In contrast, we found that the expression of Notch1, which is involved in regulating vascular development, was negatively correlated with the lymphatic markers, VEGFR-3 and VEGF-C. These findings seemingly contradict those of a previous study, which reported that Notch signaling is positively correlated with VEGFR-3 and other lymphatic endothelial cell markers in physiological lymphangiogenesis [31]. The role of Notch1 in various tumors has been obscure, although researchers have suggested that Notch1 might contribute to guiding endothelial cells through the cell fate decisions needed to form and maintain a functional vascular network [32]; consistent with such a role, multiple connections between the VEGF system and the Notch signaling cascade have been previously described [33]. In a malignant environment, such as invasive breast carcinoma, cleaved (activated) Notch1 has been observed in a subset of lymphatic endothelial nuclei, indicating that Notch1 is not only expressed but is activated in tumor lymphatic vessels [31]. However, how Notch signaling participates in pathological tumor lymphangiogenesis remains unclear.

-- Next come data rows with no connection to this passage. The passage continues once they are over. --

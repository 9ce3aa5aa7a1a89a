//! User repository for database operations.
//!
//! The whole row is read and written together: cart and purchases are
//! integer-array columns on `users`, not separate tables, mirroring the
//! single-document shape the data model is built around.

use std::collections::BTreeSet;

use chrono::{DateTime, Utc};
use sqlx::{FromRow, PgPool};

use replay_core::{GameId, Role, UserId, Username};

use super::{RepositoryError, UserStore};
use crate::models::User;

/// Raw `users` row before domain validation.
#[derive(FromRow)]
struct UserRow {
    id: i32,
    username: String,
    password_hash: String,
    role: String,
    created_at: DateTime<Utc>,
    last_login: Option<DateTime<Utc>>,
    refresh_token: Option<String>,
    cart: Vec<i32>,
    purchases: Vec<i32>,
}

impl UserRow {
    fn into_user(self) -> Result<User, RepositoryError> {
        let username = Username::parse(&self.username).map_err(|e| {
            RepositoryError::DataCorruption(format!("invalid username in database: {e}"))
        })?;
        let role = self.role.parse::<Role>().map_err(|e| {
            RepositoryError::DataCorruption(format!("invalid role in database: {e}"))
        })?;

        Ok(User {
            id: UserId::new(self.id),
            username,
            password_hash: self.password_hash,
            role,
            created_at: self.created_at,
            last_login: self.last_login,
            refresh_token: self.refresh_token,
            cart: to_id_set(&self.cart),
            purchases: to_id_set(&self.purchases),
        })
    }
}

fn to_id_set(ids: &[i32]) -> BTreeSet<GameId> {
    ids.iter().copied().map(GameId::new).collect()
}

fn to_i32_vec(ids: &BTreeSet<GameId>) -> Vec<i32> {
    ids.iter().map(|id| id.as_i32()).collect()
}

const USER_COLUMNS: &str =
    "id, username, password_hash, role, created_at, last_login, refresh_token, cart, purchases";

/// Repository for user database operations.
pub struct UserRepository<'a> {
    pool: &'a PgPool,
}

impl<'a> UserRepository<'a> {
    /// Create a new user repository.
    #[must_use]
    pub const fn new(pool: &'a PgPool) -> Self {
        Self { pool }
    }

    async fn fetch_one_where(
        &self,
        clause: &str,
        bind: &str,
    ) -> Result<Option<User>, RepositoryError> {
        let query = format!("SELECT {USER_COLUMNS} FROM users WHERE {clause}");
        let row = sqlx::query_as::<_, UserRow>(&query)
            .bind(bind)
            .fetch_optional(self.pool)
            .await?;

        row.map(UserRow::into_user).transpose()
    }
}

impl UserStore for UserRepository<'_> {
    async fn create(
        &self,
        username: &Username,
        password_hash: &str,
        role: Role,
    ) -> Result<User, RepositoryError> {
        let query = format!(
            "INSERT INTO users (username, password_hash, role) VALUES ($1, $2, $3) \
             RETURNING {USER_COLUMNS}"
        );
        let row = sqlx::query_as::<_, UserRow>(&query)
            .bind(username.as_str())
            .bind(password_hash)
            .bind(role.as_str())
            .fetch_one(self.pool)
            .await
            .map_err(|e| {
                if let sqlx::Error::Database(ref db_err) = e
                    && db_err.is_unique_violation()
                {
                    return RepositoryError::Conflict("username already exists".to_owned());
                }
                RepositoryError::Database(e)
            })?;

        row.into_user()
    }

    async fn find_by_id(&self, id: UserId) -> Result<Option<User>, RepositoryError> {
        let query = format!("SELECT {USER_COLUMNS} FROM users WHERE id = $1");
        let row = sqlx::query_as::<_, UserRow>(&query)
            .bind(id.as_i32())
            .fetch_optional(self.pool)
            .await?;

        row.map(UserRow::into_user).transpose()
    }

    async fn find_by_username(
        &self,
        username: &Username,
    ) -> Result<Option<User>, RepositoryError> {
        self.fetch_one_where("username = $1", username.as_str())
            .await
    }

    async fn find_by_refresh_token(&self, token: &str) -> Result<Option<User>, RepositoryError> {
        self.fetch_one_where("refresh_token = $1", token).await
    }

    async fn save(&self, user: &User) -> Result<(), RepositoryError> {
        sqlx::query(
            "UPDATE users SET username = $2, password_hash = $3, role = $4, \
             last_login = $5, refresh_token = $6, cart = $7, purchases = $8 \
             WHERE id = $1",
        )
        .bind(user.id.as_i32())
        .bind(user.username.as_str())
        .bind(&user.password_hash)
        .bind(user.role.as_str())
        .bind(user.last_login)
        .bind(user.refresh_token.as_deref())
        .bind(to_i32_vec(&user.cart))
        .bind(to_i32_vec(&user.purchases))
        .execute(self.pool)
        .await?;

        Ok(())
    }

    async fn list(&self) -> Result<Vec<User>, RepositoryError> {
        let query = format!("SELECT {USER_COLUMNS} FROM users ORDER BY id");
        let rows = sqlx::query_as::<_, UserRow>(&query)
            .fetch_all(self.pool)
            .await?;

        rows.into_iter().map(UserRow::into_user).collect()
    }
}
//! Core types for Replay.
//!
//! This module provides type-safe wrappers for common domain concepts.

pub mod id;
pub mod price;
pub mod role;
pub mod username;

pub use id::*;
pub use price::Price;
pub use role::Role;
pub use username::{Username, UsernameError};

Our finding that Notch1 expression is negatively associated with high expression of VEGF-C and VEGFR-3 in ESCC may indicate that down-regulation of Notch1 signaling contributes to tumor-induced lymphangiogenesis.

Conclusions

Our findings demonstrate that high NF-κB and low Notch1 expression are correlated with high expression of VEGFR-3 (a marker of LVD) and VEGF-C, in ESCC patients, revealing an inverse relationship between Notch1 and NF-κB signaling and tumor-induced lymphangiogenesis. Taken together, our findings imply that Notch1 and NF-κB signaling have counter-acting roles in tumor-induced lymphangiogenesis in ESCC, and suggest that Notch may differentially regulate physiological and tumor-induced lymphangiogenesis.